Posted on August 02, 2017

Established in 1928, the Beaufort Summer School was initially a biology course at the seashore in Beaufort, North Carolina, with the aim of teaching marine research and cataloging the marine diversity of the North Carolina coast. This new program used the laboratories at Beaufort High School. By 1931, the Biology Department of the Woman’s College was offering a highly selective three-week summer term in Zoology at the Beaufort facility, in cooperation with the U.S. Bureau of Fisheries. In 1935, under the supervision of then Zoology professor Archie Shaftesbury, construction began on the Carolina Marine Laboratory in Beaufort. The City of Beaufort donated the land, and funds for construction were raised partly by federal funding and by donations from students, alumni, faculty, and other friends of the college. The new facility was opened to classes from other colleges, including Davidson, and Furman. Around this same time, Duke University began building its own marine laboratory on Pivers Island at Beaufort. In the summer of 1938, the Woman’s College for the first time offered college credit for summer courses taken at Beaufort. In addition to biology courses being offered, the Art Department also offered summer classes at Beaufort. Classes at Beaufort were suspended from 1942-1945 due to World War II, but resumed in 1946. In 1954, an extensive Fine Arts Summer Session was offered at Beaufort which utilizing public school buildings and included classes in art, dance, music, theater, and writing.
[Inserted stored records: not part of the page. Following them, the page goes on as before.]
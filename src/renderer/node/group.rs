use core::slice;

use wgpu::{Device, Queue};

use crate::renderer::context::{GlobalContext, LocalContext};

use super::{
    new_node_id, transform::TransformNode, OngoingRenderState, RenderNode, RenderNodeItem,
    RendererState,
};

#[derive(Default, Debug)]
pub struct GroupNode {
    id: usize,
    label: Option<String>,
    nodes: Vec<RenderNodeItem>,
}

impl RenderNode for GroupNode {
    fn id(&self) -> usize {
        self.id
    }

    fn update(
        &mut self,
        local_context: &LocalContext,
        global_context: &mut GlobalContext,
        invalid: bool,
    ) {
        for item in &mut self.nodes {
            item.update(local_context, global_context, invalid);
        }
    }

    fn prepare(&mut self, device: &Device, queue: &Queue, renderer_state: &mut RendererState) {
        for item in &mut self.nodes {
            item.prepare(device, queue, renderer_state)
        }
    }

    fn draw<'a>(
        &'a self,
        renderer_state: &'a RendererState,
        ongoing_state: &mut OngoingRenderState<'a>,
    ) {
        for item in &self.nodes {
            item.draw(renderer_state, ongoing_state)
        }
    }
}

impl GroupNode {
    pub fn new(label: Option<String>) -> Self {
        Self {
            id: new_node_id(),
            label,
            nodes: Vec::new(),
        }
    }

    pub fn label(&self) -> Option<&str> {
        self.label.as_deref()
    }

    pub fn push(&mut self, node: RenderNodeItem) {
        self.nodes.push(node)
    }

    pub fn len(&self) -> usize {
        self.nodes.len()
    }

    pub fn is_empty(&self) -> bool {
        self.nodes.is_empty()
    }

    pub fn iter(&self) -> slice::Iter<'_, RenderNodeItem> {
        self.nodes.iter()
    }

    pub fn find_transform_node_mut(&mut self, id: usize) -> Option<&mut TransformNode> {
        fn find_node(item: &mut RenderNodeItem, id: usize) -> Option<&mut TransformNode> {
            match item {
                RenderNodeItem::Group(group) => group.find_transform_node_mut(id),
                RenderNodeItem::Transform(transform) => {
                    if transform.id() == id {
                        Some(transform)
                    } else {
                        find_node(&mut transform.node, id)
                    }
                }
                RenderNodeItem::Joint(joint) => find_node(&mut joint.node, id),
                RenderNodeItem::Skin(skin) => find_node(&mut skin.node, id),
                RenderNodeItem::Primitive(_) | RenderNodeItem::Light(_) => None,
            }
        }

        self.nodes.iter_mut().find_map(|item| find_node(item, id))
    }
}

#[cfg(test)]
mod test {
    use glam::Vec3;

    use crate::{
        asset::node::DecomposedTransform,
        renderer::node::light::{LightNode, LightParam},
    };

    use super::*;

    #[test]
    fn find_transform_node_searches_nested_nodes() {
        let inner = TransformNode::new(RenderNodeItem::Group(Box::default()));
        let inner_id = inner.id();
        let outer = TransformNode::new(RenderNodeItem::Transform(Box::new(inner)));
        let mut root = GroupNode::new(None);
        root.push(RenderNodeItem::Transform(Box::new(outer)));

        let found = root.find_transform_node_mut(inner_id).unwrap();
        found.set_transform(DecomposedTransform {
            translation: Vec3::X,
            ..Default::default()
        });
        assert_eq!(
            root.find_transform_node_mut(inner_id)
                .unwrap()
                .transform()
                .translation,
            Vec3::X
        );
        assert!(root.find_transform_node_mut(usize::MAX).is_none());
    }

    #[test]
    fn count_includes_all_descendants() {
        let mut group = GroupNode::new(None);
        group.push(RenderNodeItem::Group(Box::default()));
        let transform = TransformNode::new(RenderNodeItem::Group(Box::new(group)));
        let item = RenderNodeItem::Transform(Box::new(transform));
        assert_eq!(item.count(), 3);
    }

    #[test]
    fn placed_model_adds_one_root_child() {
        let mut root = GroupNode::new(Some("Root Node".to_string()));
        root.push(RenderNodeItem::Light(Box::new(LightNode::new(
            LightParam::Ambient { color: Vec3::ONE },
        ))));
        let before = root.len();

        let mut model = GroupNode::new(Some("girl.json".to_string()));
        model.push(RenderNodeItem::Group(Box::default()));
        model.push(RenderNodeItem::Group(Box::default()));
        let placement = TransformNode::from_decomposed_transform(
            DecomposedTransform::from_translation_scale(Vec3::new(0.0, -20.0, 0.0), 40.0),
            RenderNodeItem::Group(Box::new(model)),
        );
        root.push(RenderNodeItem::Transform(Box::new(placement)));
        assert_eq!(root.len(), before + 1);
    }
}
For more than twenty years, Professor Shaftesbury tried, unsuccessfully, to get dormitories constructed at Beaufort. Even into the 1950s, students who came to the Beaufort Summer School were still having to arrange their own living arrangements in town, eat at local cafes, as well as arranging for their own transportation to and from the laboratory each day. Shaftesbury retired in 1959, and the last Woman’s College classes were held at Beaufort in 1962.